(Listed entries begins)

//! Stable exit codes for the localci binary.

/// The command succeeded.
pub const OK: i32 = 0;
/// A workflow ran and failed, or a command could not complete.
pub const FAILURE: i32 = 1;
/// Invalid command-line usage (reported by clap).
pub const USAGE: i32 = 2;
/// The workflow does not run for the requested event.
pub const SKIPPED: i32 = 3;
/// The workflow file is missing or invalid.
pub const DEFINITION: i32 = 4;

(Listed entries ends)

Repeat the whole listing verbatim.

//! Stable exit codes for the localci binary.

/// The command succeeded.
pub const OK: i32 = 0;
/// A workflow ran and failed, or a command could not complete.
pub const FAILURE: i32 = 1;
/// Invalid command-line usage (reported by clap).
pub const USAGE: i32 = 2;
/// The workflow does not run for the requested event.
pub const SKIPPED: i32 = 3;
/// The workflow file is missing or invalid.
pub const DEFINITION: i32 = 4;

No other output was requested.